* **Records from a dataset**

........

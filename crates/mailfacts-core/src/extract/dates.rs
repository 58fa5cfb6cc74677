//! Date extraction from date-bearing lines.
//!
//! Lines carrying a date-signal keyword or a numeric date shape are resolved
//! first. Only when none of them resolves are the leading lines of the
//! document tried unconditionally. One date is resolved per line: the
//! earliest date expression on it.

use chrono::{Datelike, Days, Duration, Months, NaiveDate, NaiveDateTime, NaiveTime};
use regex::Captures;
use tracing::{debug, trace};

use super::FieldExtractor;
use super::patterns::{
    DATE_DAY_MONTH, DATE_DAY_MONTH_YEAR, DATE_MONTH_DAY, DATE_MONTH_DAY_YEAR, DATE_MONTH_YEAR,
    DATE_NUMERIC, DATE_SIGNAL_KEYWORDS, DATE_YMD, LOOSE_NUMERIC_DATE, RELATIVE_AGO, RELATIVE_DAY,
    RELATIVE_IN, RELATIVE_NEXT,
};
use crate::models::config::{DateConfig, DateOrder};
use crate::models::document::DateCandidate;

/// Years outside this range are treated as noise.
const YEAR_RANGE: std::ops::RangeInclusive<i32> = 1900..=2199;

/// Date field extractor.
#[derive(Debug, Clone, Default)]
pub struct DateExtractor {
    /// Instant relative phrases and yearless dates are resolved against.
    reference: Option<NaiveDateTime>,
    config: DateConfig,
}

impl DateExtractor {
    pub fn new() -> Self {
        Self::default()
    }

    /// Resolve relative phrases ("in 30 days") against this instant.
    pub fn with_reference(mut self, reference: NaiveDateTime) -> Self {
        self.reference = Some(reference);
        self
    }

    /// Set date extraction configuration.
    pub fn with_config(mut self, config: DateConfig) -> Self {
        self.config = config;
        self
    }

    /// Resolve the earliest date expression on a single line.
    pub fn resolve_line(&self, line: &str) -> Option<NaiveDateTime> {
        let mut best: Option<(usize, NaiveDateTime)> = None;
        let mut consider = |start: usize, resolved: Option<NaiveDateTime>| {
            if let Some(dt) = resolved {
                if best.is_none_or(|(s, _)| start < s) {
                    best = Some((start, dt));
                }
            }
        };

        // Most specific shapes first: on equal start positions the first wins
        for caps in DATE_YMD.captures_iter(line) {
            consider(start_of(&caps), ymd(num(&caps[1]), num(&caps[2]), num(&caps[3])));
        }
        for caps in DATE_NUMERIC.captures_iter(line) {
            consider(start_of(&caps), self.numeric(&caps));
        }
        for caps in DATE_DAY_MONTH_YEAR.captures_iter(line) {
            consider(
                start_of(&caps),
                month_number(&caps[2]).and_then(|m| ymd(num(&caps[3]), m, num(&caps[1]))),
            );
        }
        for caps in DATE_MONTH_DAY_YEAR.captures_iter(line) {
            consider(
                start_of(&caps),
                month_number(&caps[1]).and_then(|m| ymd(num(&caps[3]), m, num(&caps[2]))),
            );
        }
        for caps in DATE_MONTH_YEAR.captures_iter(line) {
            // A missing day resolves to the first of the month
            consider(
                start_of(&caps),
                month_number(&caps[1]).and_then(|m| ymd(num(&caps[2]), m, 1)),
            );
        }

        if let Some(reference) = self.reference {
            for caps in DATE_DAY_MONTH.captures_iter(line) {
                consider(
                    start_of(&caps),
                    month_number(&caps[2]).and_then(|m| ymd(reference.year(), m, num(&caps[1]))),
                );
            }
            for caps in DATE_MONTH_DAY.captures_iter(line) {
                consider(
                    start_of(&caps),
                    month_number(&caps[1]).and_then(|m| ymd(reference.year(), m, num(&caps[2]))),
                );
            }
            for caps in RELATIVE_DAY.captures_iter(line) {
                let resolved = match caps[1].to_lowercase().as_str() {
                    "today" => Some(reference),
                    "tomorrow" => reference.checked_add_days(Days::new(1)),
                    _ => reference.checked_sub_days(Days::new(1)),
                };
                consider(start_of(&caps), resolved);
            }
            for caps in RELATIVE_IN.captures_iter(line) {
                consider(
                    start_of(&caps),
                    count_word(&caps[1]).and_then(|n| shift(reference, n, &caps[2], true)),
                );
            }
            for caps in RELATIVE_AGO.captures_iter(line) {
                consider(
                    start_of(&caps),
                    count_word(&caps[1]).and_then(|n| shift(reference, n, &caps[2], false)),
                );
            }
            for caps in RELATIVE_NEXT.captures_iter(line) {
                consider(start_of(&caps), shift(reference, 1, &caps[1], true));
            }
        }

        best.map(|(_, dt)| dt)
    }

    fn numeric(&self, caps: &Captures) -> Option<NaiveDateTime> {
        let first: u32 = num(&caps[1]);
        let second: u32 = num(&caps[2]);
        let year = parse_year(&caps[3]);

        let (month, day) = if first > 12 {
            (second, first)
        } else if second > 12 {
            (first, second)
        } else {
            match self.config.date_order {
                DateOrder::MonthFirst => (first, second),
                DateOrder::DayFirst => (second, first),
            }
        };

        ymd(year, month, day)
    }

    fn collect(&self, lines: &[&str], filter: impl Fn(&str) -> bool) -> Vec<DateCandidate> {
        lines
            .iter()
            .copied()
            .filter(|&line| filter(line))
            .filter_map(|line| match self.resolve_line(line) {
                Some(datetime) => Some(DateCandidate {
                    datetime,
                    raw: line.to_string(),
                }),
                None => {
                    trace!("No date resolved from line {:?}", line);
                    None
                }
            })
            .collect()
    }
}

impl FieldExtractor for DateExtractor {
    type Output = DateCandidate;

    fn extract_all(&self, text: &str) -> Vec<Self::Output> {
        let lines: Vec<&str> = text
            .lines()
            .map(str::trim)
            .filter(|l| !l.is_empty())
            .collect();

        let signalled = self.collect(&lines, is_date_signal_line);
        if !signalled.is_empty() {
            return signalled;
        }

        let limit = self.config.fallback_line_limit.min(lines.len());
        let fallback = self.collect(&lines[..limit], |_| true);
        debug!(
            "No date-signal line resolved, fallback over {} lines found {}",
            limit,
            fallback.len()
        );
        fallback
    }
}

/// Extract date candidates from text without a reference instant.
pub fn extract_dates(text: &str) -> Vec<DateCandidate> {
    DateExtractor::new().extract_all(text)
}

/// Whether a line mentions a date-signal keyword or looks like it holds a
/// numeric date.
pub fn is_date_signal_line(line: &str) -> bool {
    let lower = line.to_lowercase();
    DATE_SIGNAL_KEYWORDS.iter().any(|k| lower.contains(k)) || LOOSE_NUMERIC_DATE.is_match(line)
}

fn start_of(caps: &Captures) -> usize {
    caps.get(0).map(|m| m.start()).unwrap_or(0)
}

fn num<T: std::str::FromStr + Default>(s: &str) -> T {
    s.parse().unwrap_or_default()
}

fn ymd(year: i32, month: u32, day: u32) -> Option<NaiveDateTime> {
    if !YEAR_RANGE.contains(&year) {
        return None;
    }
    NaiveDate::from_ymd_opt(year, month, day).map(|d| d.and_time(NaiveTime::MIN))
}

fn parse_year(s: &str) -> i32 {
    let year: i32 = num(s);
    if s.len() <= 2 {
        // Two-digit year: assume 2000s for 00-50, 1900s for 51-99
        if year <= 50 { 2000 + year } else { 1900 + year }
    } else {
        year
    }
}

fn month_number(month: &str) -> Option<u32> {
    let lower = month.to_lowercase();
    let number = match lower.get(..3)? {
        "jan" => 1,
        "feb" => 2,
        "mar" => 3,
        "apr" => 4,
        "may" => 5,
        "jun" => 6,
        "jul" => 7,
        "aug" => 8,
        "sep" => 9,
        "oct" => 10,
        "nov" => 11,
        "dec" => 12,
        _ => return None,
    };
    Some(number)
}

fn count_word(word: &str) -> Option<u32> {
    let n = match word.to_lowercase().as_str() {
        "a" | "an" | "one" => 1,
        "two" => 2,
        "three" => 3,
        "four" => 4,
        "five" => 5,
        "six" => 6,
        "seven" => 7,
        "eight" => 8,
        "nine" => 9,
        "ten" => 10,
        "twelve" => 12,
        digits => digits.parse().ok()?,
    };
    Some(n)
}

fn shift(reference: NaiveDateTime, n: u32, unit: &str, forward: bool) -> Option<NaiveDateTime> {
    match unit.to_lowercase().as_str() {
        "day" | "week" => {
            let days = if unit.eq_ignore_ascii_case("week") { n as i64 * 7 } else { n as i64 };
            let delta = Duration::try_days(days)?;
            if forward {
                reference.checked_add_signed(delta)
            } else {
                reference.checked_sub_signed(delta)
            }
        }
        "month" | "year" => {
            let months = if unit.eq_ignore_ascii_case("year") { n.checked_mul(12)? } else { n };
            if forward {
                reference.checked_add_months(Months::new(months))
            } else {
                reference.checked_sub_months(Months::new(months))
            }
        }
        _ => None,
    }
}

#[cfg(test)]
mod tests {
    use super::*;
    use pretty_assertions::assert_eq;

    fn date(y: i32, m: u32, d: u32) -> NaiveDate {
        NaiveDate::from_ymd_opt(y, m, d).unwrap()
    }

    fn reference() -> NaiveDateTime {
        date(2024, 1, 10).and_hms_opt(9, 30, 0).unwrap()
    }

    #[test]
    fn test_payment_due_iso() {
        let dates = extract_dates("Payment due 2024-03-15");
        assert_eq!(dates.len(), 1);
        assert_eq!(dates[0].date(), date(2024, 3, 15));
        assert_eq!(dates[0].raw, "Payment due 2024-03-15");
    }

    #[test]
    fn test_month_name_forms() {
        let extractor = DateExtractor::new();
        let resolve = |line: &str| extractor.resolve_line(line).map(|dt| dt.date());

        assert_eq!(resolve("Expires 15 March 2024"), Some(date(2024, 3, 15)));
        assert_eq!(resolve("effective March 15th, 2024"), Some(date(2024, 3, 15)));
        assert_eq!(resolve("the 1st of Feb 2025"), Some(date(2025, 2, 1)));
        assert_eq!(resolve("renewal in June 2025"), Some(date(2025, 6, 1)));
    }

    #[test]
    fn test_numeric_order() {
        let month_first = DateExtractor::new();
        let day_first = DateExtractor::new().with_config(DateConfig {
            date_order: DateOrder::DayFirst,
            ..DateConfig::default()
        });

        assert_eq!(
            month_first.resolve_line("due 03/04/2024").map(|d| d.date()),
            Some(date(2024, 3, 4))
        );
        assert_eq!(
            day_first.resolve_line("due 03/04/2024").map(|d| d.date()),
            Some(date(2024, 4, 3))
        );
        // Unambiguous regardless of order
        assert_eq!(
            month_first.resolve_line("due 25/12/24").map(|d| d.date()),
            Some(date(2024, 12, 25))
        );
    }

    #[test]
    fn test_earliest_expression_wins() {
        let extractor = DateExtractor::new();
        let resolved = extractor.resolve_line("from 2024-01-01 until 2024-12-31");
        assert_eq!(resolved.map(|d| d.date()), Some(date(2024, 1, 1)));
    }

    #[test]
    fn test_relative_phrases_need_reference() {
        assert!(DateExtractor::new().resolve_line("Payment due in 30 days").is_none());

        let extractor = DateExtractor::new().with_reference(reference());
        assert_eq!(
            extractor.resolve_line("Payment due in 30 days"),
            Some(date(2024, 2, 9).and_hms_opt(9, 30, 0).unwrap())
        );
        assert_eq!(
            extractor.resolve_line("term ends in two months").map(|d| d.date()),
            Some(date(2024, 3, 10))
        );
        assert_eq!(
            extractor.resolve_line("due tomorrow").map(|d| d.date()),
            Some(date(2024, 1, 11))
        );
        assert_eq!(
            extractor.resolve_line("issued 3 days ago").map(|d| d.date()),
            Some(date(2024, 1, 7))
        );
        assert_eq!(
            extractor.resolve_line("renewal next year").map(|d| d.date()),
            Some(date(2025, 1, 10))
        );
        assert_eq!(
            extractor.resolve_line("due March 5").map(|d| d.date()),
            Some(date(2024, 3, 5))
        );
    }

    #[test]
    fn test_signal_lines_take_precedence() {
        let text = "Hello 2023-01-01 there\nNothing\nContract term ends 2026-06-30";
        // Both lines are signal lines (numeric shape or keyword)
        let dates = extract_dates(text);
        assert_eq!(dates.len(), 2);
        assert_eq!(dates[1].date(), date(2026, 6, 30));
    }

    #[test]
    fn test_fallback_scans_leading_lines() {
        let text = "Thanks for your order\nShipped on March 3, 2024\nRegards";
        let dates = extract_dates(text);
        assert_eq!(dates.len(), 1);
        assert_eq!(dates[0].date(), date(2024, 3, 3));
        assert_eq!(dates[0].raw, "Shipped on March 3, 2024");
    }

    #[test]
    fn test_fallback_respects_line_limit() {
        let mut text = "filler\n".repeat(5);
        text.push_str("Shipped on March 3, 2024");

        let limited = DateExtractor::new().with_config(DateConfig {
            fallback_line_limit: 5,
            ..DateConfig::default()
        });
        assert!(limited.extract_all(&text).is_empty());
        assert_eq!(DateExtractor::new().extract_all(&text).len(), 1);
    }

    #[test]
    fn test_no_dates_anywhere() {
        assert!(extract_dates("").is_empty());
        assert!(extract_dates("just some words\nand more words").is_empty());
        assert!(extract_dates("due soon, amount 120.00").is_empty());
    }

    #[test]
    fn test_invalid_calendar_dates_are_skipped() {
        assert!(extract_dates("due 2024-02-30").is_empty());
        assert!(extract_dates("due 0552-01-01").is_empty());
    }
}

........

* **Your assignment**
Start at the first line of the entries and stop at the line with "use crate::models::document::DateCandidate;". Retype each of those lines exactly, both ends included.

* **Your solution**
filename crates/mailfacts-core/src/extract/dates.rs
repository 58fa5cfb6cc74677
//! Date extraction from date-bearing lines.
//!
//! Lines carrying a date-signal keyword or a numeric date shape are resolved
//! first. Only when none of them resolves are the leading lines of the
//! document tried unconditionally. One date is resolved per line: the
//! earliest date expression on it.

use chrono::{Datelike, Days, Duration, Months, NaiveDate, NaiveDateTime, NaiveTime};
use regex::Captures;
use tracing::{debug, trace};

use super::FieldExtractor;
use super::patterns::{
    DATE_DAY_MONTH, DATE_DAY_MONTH_YEAR, DATE_MONTH_DAY, DATE_MONTH_DAY_YEAR, DATE_MONTH_YEAR,
    DATE_NUMERIC, DATE_SIGNAL_KEYWORDS, DATE_YMD, LOOSE_NUMERIC_DATE, RELATIVE_AGO, RELATIVE_DAY,
    RELATIVE_IN, RELATIVE_NEXT,
};
use crate::models::config::{DateConfig, DateOrder};
use crate::models::document::DateCandidate;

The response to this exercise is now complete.